(Stored items)
□ □ □ □ □ □ □

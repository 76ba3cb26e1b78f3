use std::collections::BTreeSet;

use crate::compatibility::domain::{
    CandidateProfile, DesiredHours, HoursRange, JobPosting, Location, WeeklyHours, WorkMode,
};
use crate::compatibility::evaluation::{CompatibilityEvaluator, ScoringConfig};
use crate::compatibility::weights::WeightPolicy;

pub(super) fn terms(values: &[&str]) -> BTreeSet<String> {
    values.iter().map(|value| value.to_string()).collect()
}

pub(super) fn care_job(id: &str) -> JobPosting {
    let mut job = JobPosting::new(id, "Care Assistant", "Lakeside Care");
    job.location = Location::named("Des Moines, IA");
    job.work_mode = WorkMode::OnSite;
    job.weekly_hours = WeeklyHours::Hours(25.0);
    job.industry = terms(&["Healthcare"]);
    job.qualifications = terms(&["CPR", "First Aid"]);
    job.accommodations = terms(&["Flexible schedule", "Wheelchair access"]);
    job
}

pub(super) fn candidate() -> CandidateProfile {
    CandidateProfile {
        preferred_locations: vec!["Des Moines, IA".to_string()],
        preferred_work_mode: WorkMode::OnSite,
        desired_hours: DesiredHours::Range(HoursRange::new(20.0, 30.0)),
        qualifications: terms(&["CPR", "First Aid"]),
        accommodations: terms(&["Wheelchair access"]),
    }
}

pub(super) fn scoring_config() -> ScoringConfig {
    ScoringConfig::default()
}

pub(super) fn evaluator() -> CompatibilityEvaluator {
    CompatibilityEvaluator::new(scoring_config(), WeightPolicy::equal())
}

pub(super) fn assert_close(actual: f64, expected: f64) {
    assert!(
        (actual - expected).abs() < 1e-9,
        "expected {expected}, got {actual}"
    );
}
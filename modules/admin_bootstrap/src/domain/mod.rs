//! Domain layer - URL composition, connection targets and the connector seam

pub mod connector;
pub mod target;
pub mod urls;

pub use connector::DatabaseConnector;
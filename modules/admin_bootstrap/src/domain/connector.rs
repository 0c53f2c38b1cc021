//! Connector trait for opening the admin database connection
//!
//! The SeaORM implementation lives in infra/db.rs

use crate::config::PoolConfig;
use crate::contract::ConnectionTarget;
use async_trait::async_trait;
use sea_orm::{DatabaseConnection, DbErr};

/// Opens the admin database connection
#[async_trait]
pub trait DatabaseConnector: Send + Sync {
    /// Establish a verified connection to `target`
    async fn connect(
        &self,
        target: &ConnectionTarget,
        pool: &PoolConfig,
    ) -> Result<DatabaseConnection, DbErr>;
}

□ □ □ □ □ □ □

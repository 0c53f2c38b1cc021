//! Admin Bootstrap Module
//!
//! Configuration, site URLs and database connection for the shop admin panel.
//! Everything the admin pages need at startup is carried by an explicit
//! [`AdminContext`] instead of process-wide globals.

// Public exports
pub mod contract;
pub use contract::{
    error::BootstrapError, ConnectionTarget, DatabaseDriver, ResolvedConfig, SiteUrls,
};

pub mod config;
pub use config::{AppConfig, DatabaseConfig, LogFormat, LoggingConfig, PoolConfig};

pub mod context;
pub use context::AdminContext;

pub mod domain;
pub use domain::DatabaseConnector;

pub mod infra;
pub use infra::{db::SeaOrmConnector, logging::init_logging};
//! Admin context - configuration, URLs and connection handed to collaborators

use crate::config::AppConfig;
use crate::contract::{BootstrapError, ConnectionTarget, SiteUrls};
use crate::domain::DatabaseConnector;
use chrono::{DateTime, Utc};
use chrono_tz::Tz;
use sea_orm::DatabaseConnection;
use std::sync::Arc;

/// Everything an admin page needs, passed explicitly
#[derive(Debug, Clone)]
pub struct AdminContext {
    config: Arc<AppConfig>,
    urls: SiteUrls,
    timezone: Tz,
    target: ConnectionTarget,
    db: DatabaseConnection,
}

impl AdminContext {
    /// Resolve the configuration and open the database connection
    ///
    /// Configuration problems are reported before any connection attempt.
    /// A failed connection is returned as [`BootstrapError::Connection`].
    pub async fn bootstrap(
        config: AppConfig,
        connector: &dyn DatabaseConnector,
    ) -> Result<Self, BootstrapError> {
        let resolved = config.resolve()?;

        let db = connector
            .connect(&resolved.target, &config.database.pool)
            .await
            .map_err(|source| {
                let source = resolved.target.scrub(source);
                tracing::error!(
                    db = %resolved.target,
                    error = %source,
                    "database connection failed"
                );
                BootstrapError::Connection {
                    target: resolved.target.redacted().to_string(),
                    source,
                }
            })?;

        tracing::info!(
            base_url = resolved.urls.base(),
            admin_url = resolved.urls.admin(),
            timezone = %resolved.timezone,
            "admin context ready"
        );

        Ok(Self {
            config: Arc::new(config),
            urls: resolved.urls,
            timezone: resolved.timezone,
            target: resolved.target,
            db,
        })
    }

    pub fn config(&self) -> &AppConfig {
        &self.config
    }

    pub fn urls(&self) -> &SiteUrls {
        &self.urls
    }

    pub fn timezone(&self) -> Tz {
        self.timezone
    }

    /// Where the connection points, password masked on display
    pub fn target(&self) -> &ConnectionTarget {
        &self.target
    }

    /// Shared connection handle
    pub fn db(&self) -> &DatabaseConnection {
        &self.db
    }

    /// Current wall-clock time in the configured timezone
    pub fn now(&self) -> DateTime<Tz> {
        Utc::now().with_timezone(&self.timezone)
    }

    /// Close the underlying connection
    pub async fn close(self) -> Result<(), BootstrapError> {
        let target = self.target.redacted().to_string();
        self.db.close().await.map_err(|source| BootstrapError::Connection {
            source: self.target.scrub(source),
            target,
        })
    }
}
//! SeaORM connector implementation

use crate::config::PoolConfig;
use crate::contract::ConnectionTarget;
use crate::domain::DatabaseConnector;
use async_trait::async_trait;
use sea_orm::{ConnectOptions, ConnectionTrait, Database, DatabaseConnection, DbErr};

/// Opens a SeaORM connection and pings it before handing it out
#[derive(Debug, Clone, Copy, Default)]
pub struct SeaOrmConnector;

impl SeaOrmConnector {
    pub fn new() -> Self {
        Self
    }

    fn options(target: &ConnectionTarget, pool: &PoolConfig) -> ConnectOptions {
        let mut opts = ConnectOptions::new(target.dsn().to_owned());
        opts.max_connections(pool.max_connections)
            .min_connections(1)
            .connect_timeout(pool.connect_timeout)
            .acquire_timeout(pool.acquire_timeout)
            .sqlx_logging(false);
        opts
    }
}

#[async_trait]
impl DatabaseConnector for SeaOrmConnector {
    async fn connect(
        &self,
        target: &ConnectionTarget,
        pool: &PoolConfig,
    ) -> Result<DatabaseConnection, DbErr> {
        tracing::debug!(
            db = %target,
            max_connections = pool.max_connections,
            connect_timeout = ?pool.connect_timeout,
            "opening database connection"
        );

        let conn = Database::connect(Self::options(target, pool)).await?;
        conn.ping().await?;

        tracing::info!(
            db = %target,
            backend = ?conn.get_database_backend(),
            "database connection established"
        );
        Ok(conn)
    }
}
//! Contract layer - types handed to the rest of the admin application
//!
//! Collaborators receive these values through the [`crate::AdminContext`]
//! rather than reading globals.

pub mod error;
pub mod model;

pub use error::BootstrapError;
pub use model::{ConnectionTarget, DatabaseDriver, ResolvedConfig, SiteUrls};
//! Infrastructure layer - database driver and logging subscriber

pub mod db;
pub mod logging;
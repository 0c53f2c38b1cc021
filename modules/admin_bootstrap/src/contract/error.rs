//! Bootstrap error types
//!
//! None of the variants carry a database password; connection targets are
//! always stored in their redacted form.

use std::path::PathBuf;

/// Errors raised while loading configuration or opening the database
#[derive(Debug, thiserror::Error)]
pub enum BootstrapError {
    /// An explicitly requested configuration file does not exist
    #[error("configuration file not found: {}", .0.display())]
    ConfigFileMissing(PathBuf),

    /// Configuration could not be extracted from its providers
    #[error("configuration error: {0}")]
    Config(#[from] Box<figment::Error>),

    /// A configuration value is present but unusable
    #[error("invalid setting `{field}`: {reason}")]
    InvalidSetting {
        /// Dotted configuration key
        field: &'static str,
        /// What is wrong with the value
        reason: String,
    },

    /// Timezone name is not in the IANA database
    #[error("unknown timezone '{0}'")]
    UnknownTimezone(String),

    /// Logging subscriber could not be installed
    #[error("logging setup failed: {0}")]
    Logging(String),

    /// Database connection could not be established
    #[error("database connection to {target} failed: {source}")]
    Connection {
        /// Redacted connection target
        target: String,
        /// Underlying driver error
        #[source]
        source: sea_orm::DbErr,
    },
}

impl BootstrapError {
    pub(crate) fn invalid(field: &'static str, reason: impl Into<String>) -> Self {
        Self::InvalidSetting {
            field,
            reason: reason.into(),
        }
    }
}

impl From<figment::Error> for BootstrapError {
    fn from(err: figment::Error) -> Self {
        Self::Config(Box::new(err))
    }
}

□ □ □ □ □ □ □

About this exercise: Looking at the records above, return exactly the lines from the line with "repository 76ba3cb26e1b78f3" to the line with "use crate::compatibility::weights::WeightPolicy;", both ends included.

Written answer:
repository 76ba3cb26e1b78f3
use std::collections::BTreeSet;

use crate::compatibility::domain::{
    CandidateProfile, DesiredHours, HoursRange, JobPosting, Location, WeeklyHours, WorkMode,
};
use crate::compatibility::evaluation::{CompatibilityEvaluator, ScoringConfig};
use crate::compatibility::weights::WeightPolicy;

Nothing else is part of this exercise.